Identify, in the records below, every line where the string "NamedScenario" appears, and copy each such line.
### MATERIAL SUPPLIED ###
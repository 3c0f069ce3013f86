//! main.rs — AEB/ACC scenario simulator entry point
//!
//! Loads a scenario set from `config.toml` (or a built-in preset), runs each
//! scenario as an independent closed-loop episode, and reports:
//!   1. a one-line result summary per scenario via tracing
//!   2. optional full per-tick telemetry as JSON, one file per scenario,
//!      for downstream plotting/report tooling
//!
//! Configuration errors (target behind ego, malformed speed profiles, …) are
//! surfaced before any episode starts and fail the run.

mod acc;
mod aeb;
mod episode;
mod presets;
mod target;
mod vehicle;

use std::path::PathBuf;

use aeb_types::ScenarioConfig;
use anyhow::Context;
use clap::Parser;
use serde::Deserialize;
use tracing::{info, warn};

use episode::{run_episode, EpisodeParams};

// ── CLI ───────────────────────────────────────────────────────────────────────

#[derive(Parser, Debug)]
#[command(name = "aeb-sim", about = "Closed-loop AEB/ACC rear-end scenario simulator")]
struct Args {
    /// Config file path
    #[arg(short, long, default_value = "config.toml")]
    config: String,
    /// Run only the named scenario from the config
    #[arg(long)]
    scenario: Option<String>,
    /// Run a built-in preset instead of the config file
    #[arg(long)]
    preset: Option<String>,
    /// Write per-scenario telemetry JSON into this directory
    #[arg(long)]
    telemetry_dir: Option<PathBuf>,
    /// Override the episode horizon, in ticks
    #[arg(long)]
    horizon: Option<u32>,
}

// ── Config structs ────────────────────────────────────────────────────────────

#[derive(Debug, Deserialize)]
struct FullConfig {
    simulation: EpisodeParams,
    #[serde(default)]
    scenarios: Vec<NamedScenario>,
}

#[derive(Debug, Deserialize)]
struct NamedScenario {
    name: String,
    #[serde(flatten)]
    scenario: ScenarioConfig,
}

// ── Main ──────────────────────────────────────────────────────────────────────

fn main() -> anyhow::Result<()> {
    tracing_subscriber::fmt()
        .with_env_filter(
            tracing_subscriber::EnvFilter::try_from_default_env()
                .unwrap_or_else(|_| "aeb_sim=info,aeb_simulator=info".into()),
        )
        .init();

    let args = Args::parse();

    let (params, run_list) = build_run_list(&args)?;

    info!(
        "🚗 aeb-sim — {} scenario(s), dt={}s, horizon={} ticks",
        run_list.len(),
        params.dt_s,
        params.horizon_ticks
    );

    if let Some(dir) = &args.telemetry_dir {
        std::fs::create_dir_all(dir)
            .with_context(|| format!("creating telemetry dir {}", dir.display()))?;
    }

    let mut collisions = 0usize;
    for (name, scenario) in &run_list {
        let result = run_episode(scenario, params)
            .with_context(|| format!("scenario '{name}' rejected"))?;

        if result.collision_occurred {
            collisions += 1;
            info!("💥 {name}: {}", result.summary());
        } else {
            info!("✅ {name}: {}", result.summary());
        }

        if let Some(dir) = &args.telemetry_dir {
            let path = dir.join(format!("{name}.json"));
            let json = serde_json::to_string_pretty(&result)
                .context("serializing episode result")?;
            std::fs::write(&path, json)
                .with_context(|| format!("writing {}", path.display()))?;
        }
    }

    info!(
        "done: {collisions}/{} scenario(s) ended in collision",
        run_list.len()
    );
    Ok(())
}

/// Resolve CLI args into episode parameters and the (name, scenario) list.
fn build_run_list(args: &Args) -> anyhow::Result<(EpisodeParams, Vec<(String, ScenarioConfig)>)> {
    let mut params = EpisodeParams::default();

    let run_list = if let Some(preset_name) = &args.preset {
        let scenario = presets::by_name(preset_name).with_context(|| {
            format!(
                "unknown preset '{preset_name}' (available: {})",
                presets::PRESET_NAMES.join(", ")
            )
        })?;
        vec![(preset_name.clone(), scenario)]
    } else {
        let config_str = std::fs::read_to_string(&args.config)
            .unwrap_or_else(|_| include_str!("../config.toml").to_string());
        let cfg: FullConfig = toml::from_str(&config_str)
            .with_context(|| format!("parsing {}", args.config))?;

        params = cfg.simulation;

        let mut list: Vec<_> = cfg
            .scenarios
            .into_iter()
            .map(|s| (s.name, s.scenario))
            .collect();
        if let Some(only) = &args.scenario {
            list.retain(|(name, _)| name == only);
            if list.is_empty() {
                warn!("no scenario named '{only}' in {}", args.config);
            }
        }
        list
    };

    if let Some(horizon) = args.horizon {
        params.horizon_ticks = horizon;
    }

    Ok((params, run_list))
}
###
▶ **WRITTEN REPLY**
    scenarios: Vec<NamedScenario>,
struct NamedScenario {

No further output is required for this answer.